WHAT IS REQUIRED:
Start at the first line of the listing below. Write out each line exactly, stopping after the one that contains "filename src/observability/metrics.rs".

AVAILABLE RECORDS:
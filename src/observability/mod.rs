//! Observability for the MQTT client
//!
//! Structured logging through `tracing` and per-client counters that can be
//! read as a serializable snapshot.

pub mod logging;
pub mod metrics;

// Re-export for convenience
pub use logging::{init_default_logging, init_logging, LogFormat};
pub use metrics::{ClientMetrics, MetricsSnapshot};

// Span macro for structured logging
pub use logging::mqtt_span;
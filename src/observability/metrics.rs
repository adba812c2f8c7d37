//! Per-client counters
//!
//! Every [`crate::MqttClient`] owns one [`ClientMetrics`]; counters survive
//! stop/start and settings reloads. Reads go through [`MetricsSnapshot`].

use serde::Serialize;
use std::sync::atomic::{AtomicU64, Ordering};
use std::time::{SystemTime, UNIX_EPOCH};

/// Thread-safe counters using relaxed atomics
#[derive(Debug)]
pub struct ClientMetrics {
    connection_attempts: AtomicU64,
    connections_established: AtomicU64,
    reconnects: AtomicU64,
    messages_queued: AtomicU64,
    messages_published: AtomicU64,
    messages_dropped: AtomicU64,
    messages_failed: AtomicU64,
    messages_received: AtomicU64,
    pings_sent: AtomicU64,
    last_connected: AtomicU64,
    created: u64,
}

impl Default for ClientMetrics {
    fn default() -> Self {
        Self {
            connection_attempts: AtomicU64::new(0),
            connections_established: AtomicU64::new(0),
            reconnects: AtomicU64::new(0),
            messages_queued: AtomicU64::new(0),
            messages_published: AtomicU64::new(0),
            messages_dropped: AtomicU64::new(0),
            messages_failed: AtomicU64::new(0),
            messages_received: AtomicU64::new(0),
            pings_sent: AtomicU64::new(0),
            last_connected: AtomicU64::new(0),
            created: current_timestamp(),
        }
    }
}

impl ClientMetrics {
    pub fn record_connection_attempt(&self) {
        self.connection_attempts.fetch_add(1, Ordering::Relaxed);
    }

    pub fn record_connection_established(&self) {
        self.connections_established.fetch_add(1, Ordering::Relaxed);
        self.last_connected
            .store(current_timestamp(), Ordering::Relaxed);
    }

    pub fn record_reconnect(&self) {
        self.reconnects.fetch_add(1, Ordering::Relaxed);
    }

    pub fn record_queued(&self) {
        self.messages_queued.fetch_add(1, Ordering::Relaxed);
    }

    pub fn record_published(&self) {
        self.messages_published.fetch_add(1, Ordering::Relaxed);
    }

    /// Dropped by queue overflow
    pub fn record_dropped(&self) {
        self.messages_dropped.fetch_add(1, Ordering::Relaxed);
    }

    /// Dropped after the retry budget ran out
    pub fn record_failed(&self) {
        self.messages_failed.fetch_add(1, Ordering::Relaxed);
    }

    pub fn record_received(&self) {
        self.messages_received.fetch_add(1, Ordering::Relaxed);
    }

    pub fn record_ping(&self) {
        self.pings_sent.fetch_add(1, Ordering::Relaxed);
    }

    pub fn snapshot(&self) -> MetricsSnapshot {
        MetricsSnapshot {
            connection_attempts: self.connection_attempts.load(Ordering::Relaxed),
            connections_established: self.connections_established.load(Ordering::Relaxed),
            reconnects: self.reconnects.load(Ordering::Relaxed),
            messages_queued: self.messages_queued.load(Ordering::Relaxed),
            messages_published: self.messages_published.load(Ordering::Relaxed),
            messages_dropped: self.messages_dropped.load(Ordering::Relaxed),
            messages_failed: self.messages_failed.load(Ordering::Relaxed),
            messages_received: self.messages_received.load(Ordering::Relaxed),
            pings_sent: self.pings_sent.load(Ordering::Relaxed),
            last_connected: self.last_connected.load(Ordering::Relaxed),
            uptime_seconds: current_timestamp().saturating_sub(self.created),
        }
    }
}

#[derive(Debug, Clone, PartialEq, Serialize)]
pub struct MetricsSnapshot {
    pub connection_attempts: u64,
    pub connections_established: u64,
    pub reconnects: u64,
    pub messages_queued: u64,
    pub messages_published: u64,
    pub messages_dropped: u64,
    pub messages_failed: u64,
    pub messages_received: u64,
    pub pings_sent: u64,
    /// Unix seconds of the last successful handshake, 0 if none
    pub last_connected: u64,
    pub uptime_seconds: u64,
}

fn current_timestamp() -> u64 {
    SystemTime::now()
        .duration_since(UNIX_EPOCH)
        .unwrap_or_default()
        .as_secs()
}

#[cfg(test)]
mod tests {
    use super::*;
    use std::sync::Arc;
    use std::thread;

    #[test]
    fn test_counters() {
        let metrics = ClientMetrics::default();
        metrics.record_connection_attempt();
        metrics.record_connection_attempt();
        metrics.record_connection_established();
        metrics.record_queued();
        metrics.record_published();
        metrics.record_dropped();

        let snapshot = metrics.snapshot();
        assert_eq!(snapshot.connection_attempts, 2);
        assert_eq!(snapshot.connections_established, 1);
        assert_eq!(snapshot.messages_queued, 1);
        assert_eq!(snapshot.messages_published, 1);
        assert_eq!(snapshot.messages_dropped, 1);
        assert_eq!(snapshot.messages_failed, 0);
        assert!(snapshot.last_connected > 0);
    }

    #[test]
    fn test_thread_safety() {
        let metrics = Arc::new(ClientMetrics::default());

        let handles: Vec<_> = (0..10)
            .map(|_| {
                let metrics = Arc::clone(&metrics);
                thread::spawn(move || {
                    for _ in 0..100 {
                        metrics.record_queued();
                        metrics.record_published();
                    }
                })
            })
            .collect();
        for handle in handles {
            handle.join().unwrap();
        }

        let snapshot = metrics.snapshot();
        assert_eq!(snapshot.messages_queued, 1000);
        assert_eq!(snapshot.messages_published, 1000);
    }

    #[test]
    fn test_snapshot_serializes() {
        let snapshot = ClientMetrics::default().snapshot();
        let json = serde_json::to_value(&snapshot).unwrap();
        assert_eq!(json["reconnects"], 0);
        assert!(json.get("pings_sent").is_some());
    }
}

FINISHED TASK:
filename src/observability/mod.rs
//! Observability for the MQTT client
//!
//! Structured logging through `tracing` and per-client counters that can be
//! read as a serializable snapshot.

pub mod logging;
pub mod metrics;

// Re-export for convenience
pub use logging::{init_default_logging, init_logging, LogFormat};
pub use metrics::{ClientMetrics, MetricsSnapshot};

// Span macro for structured logging
pub use logging::mqtt_span;
filename src/observability/metrics.rs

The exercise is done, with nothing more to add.